• _What is needed_
Word for word, restate the lines from the one holding "fn is_separator(c: char)" through the end of the data below, including both endpoints and nothing more.

• _Supplied data_
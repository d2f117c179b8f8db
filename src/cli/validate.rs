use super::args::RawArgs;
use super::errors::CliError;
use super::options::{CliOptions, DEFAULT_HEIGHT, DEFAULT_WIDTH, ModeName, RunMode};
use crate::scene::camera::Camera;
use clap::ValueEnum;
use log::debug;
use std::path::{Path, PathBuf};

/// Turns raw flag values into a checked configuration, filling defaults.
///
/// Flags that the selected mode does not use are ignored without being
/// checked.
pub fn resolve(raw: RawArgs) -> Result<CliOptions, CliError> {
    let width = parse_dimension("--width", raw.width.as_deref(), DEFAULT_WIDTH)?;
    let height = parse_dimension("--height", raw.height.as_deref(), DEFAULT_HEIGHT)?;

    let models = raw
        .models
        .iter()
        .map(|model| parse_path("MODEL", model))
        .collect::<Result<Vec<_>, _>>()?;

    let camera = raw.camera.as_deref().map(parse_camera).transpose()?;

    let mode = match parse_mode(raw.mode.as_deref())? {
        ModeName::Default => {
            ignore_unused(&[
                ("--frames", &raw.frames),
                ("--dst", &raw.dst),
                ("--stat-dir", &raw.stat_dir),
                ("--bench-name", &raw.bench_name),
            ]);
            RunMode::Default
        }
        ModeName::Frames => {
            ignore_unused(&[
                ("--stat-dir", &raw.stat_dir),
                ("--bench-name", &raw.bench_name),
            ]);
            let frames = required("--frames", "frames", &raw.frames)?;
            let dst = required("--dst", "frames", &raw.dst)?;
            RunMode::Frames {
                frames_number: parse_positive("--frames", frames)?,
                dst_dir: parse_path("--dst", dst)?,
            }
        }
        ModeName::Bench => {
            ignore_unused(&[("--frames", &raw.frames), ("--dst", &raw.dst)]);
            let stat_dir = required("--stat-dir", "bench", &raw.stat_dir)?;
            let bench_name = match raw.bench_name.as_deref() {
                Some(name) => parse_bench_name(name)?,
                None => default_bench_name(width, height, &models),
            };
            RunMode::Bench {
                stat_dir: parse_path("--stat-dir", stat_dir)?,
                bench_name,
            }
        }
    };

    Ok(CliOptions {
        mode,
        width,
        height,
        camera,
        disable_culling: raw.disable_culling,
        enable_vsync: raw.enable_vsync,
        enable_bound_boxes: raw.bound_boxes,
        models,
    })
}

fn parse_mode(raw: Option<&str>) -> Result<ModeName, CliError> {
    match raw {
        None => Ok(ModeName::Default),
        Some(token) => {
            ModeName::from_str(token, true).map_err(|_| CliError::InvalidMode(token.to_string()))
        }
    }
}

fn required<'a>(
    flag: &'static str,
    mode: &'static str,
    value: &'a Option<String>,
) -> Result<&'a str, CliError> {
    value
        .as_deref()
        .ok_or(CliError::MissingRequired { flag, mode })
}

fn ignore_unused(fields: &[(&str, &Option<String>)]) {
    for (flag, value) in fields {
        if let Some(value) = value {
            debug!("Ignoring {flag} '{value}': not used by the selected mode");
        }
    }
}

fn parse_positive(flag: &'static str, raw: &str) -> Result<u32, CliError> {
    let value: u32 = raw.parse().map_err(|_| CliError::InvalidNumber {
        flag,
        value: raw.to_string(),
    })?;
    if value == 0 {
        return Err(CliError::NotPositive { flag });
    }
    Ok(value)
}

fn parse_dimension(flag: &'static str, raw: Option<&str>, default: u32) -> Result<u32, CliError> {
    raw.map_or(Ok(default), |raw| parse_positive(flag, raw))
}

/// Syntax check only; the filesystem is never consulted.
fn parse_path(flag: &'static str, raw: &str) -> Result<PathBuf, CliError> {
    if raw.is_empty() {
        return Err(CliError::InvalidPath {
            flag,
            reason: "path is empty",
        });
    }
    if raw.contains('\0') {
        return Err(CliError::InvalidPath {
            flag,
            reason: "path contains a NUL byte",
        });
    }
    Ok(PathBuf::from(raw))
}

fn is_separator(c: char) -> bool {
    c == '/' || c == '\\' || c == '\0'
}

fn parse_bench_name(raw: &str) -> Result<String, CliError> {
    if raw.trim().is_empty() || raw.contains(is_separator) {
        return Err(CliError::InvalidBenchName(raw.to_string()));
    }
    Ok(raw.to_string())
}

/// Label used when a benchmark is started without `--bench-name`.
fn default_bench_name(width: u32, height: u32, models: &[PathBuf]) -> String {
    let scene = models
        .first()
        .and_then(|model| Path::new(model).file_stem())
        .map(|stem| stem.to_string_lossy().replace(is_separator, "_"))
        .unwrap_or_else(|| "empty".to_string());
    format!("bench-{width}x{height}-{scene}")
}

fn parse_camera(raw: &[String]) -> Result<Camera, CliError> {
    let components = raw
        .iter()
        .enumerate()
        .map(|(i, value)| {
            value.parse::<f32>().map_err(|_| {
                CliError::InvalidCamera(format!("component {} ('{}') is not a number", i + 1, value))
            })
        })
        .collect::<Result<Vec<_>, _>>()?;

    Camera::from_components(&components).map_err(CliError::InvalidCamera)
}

• _Task solution_
fn is_separator(c: char) -> bool {
    c == '/' || c == '\\' || c == '\0'
}

fn parse_bench_name(raw: &str) -> Result<String, CliError> {
    if raw.trim().is_empty() || raw.contains(is_separator) {
        return Err(CliError::InvalidBenchName(raw.to_string()));
    }
    Ok(raw.to_string())
}

/// Label used when a benchmark is started without `--bench-name`.
fn default_bench_name(width: u32, height: u32, models: &[PathBuf]) -> String {
    let scene = models
        .first()
        .and_then(|model| Path::new(model).file_stem())
        .map(|stem| stem.to_string_lossy().replace(is_separator, "_"))
        .unwrap_or_else(|| "empty".to_string());
    format!("bench-{width}x{height}-{scene}")
}

fn parse_camera(raw: &[String]) -> Result<Camera, CliError> {
    let components = raw
        .iter()
        .enumerate()
        .map(|(i, value)| {
            value.parse::<f32>().map_err(|_| {
                CliError::InvalidCamera(format!("component {} ('{}') is not a number", i + 1, value))
            })
        })
        .collect::<Result<Vec<_>, _>>()?;

    Camera::from_components(&components).map_err(CliError::InvalidCamera)
}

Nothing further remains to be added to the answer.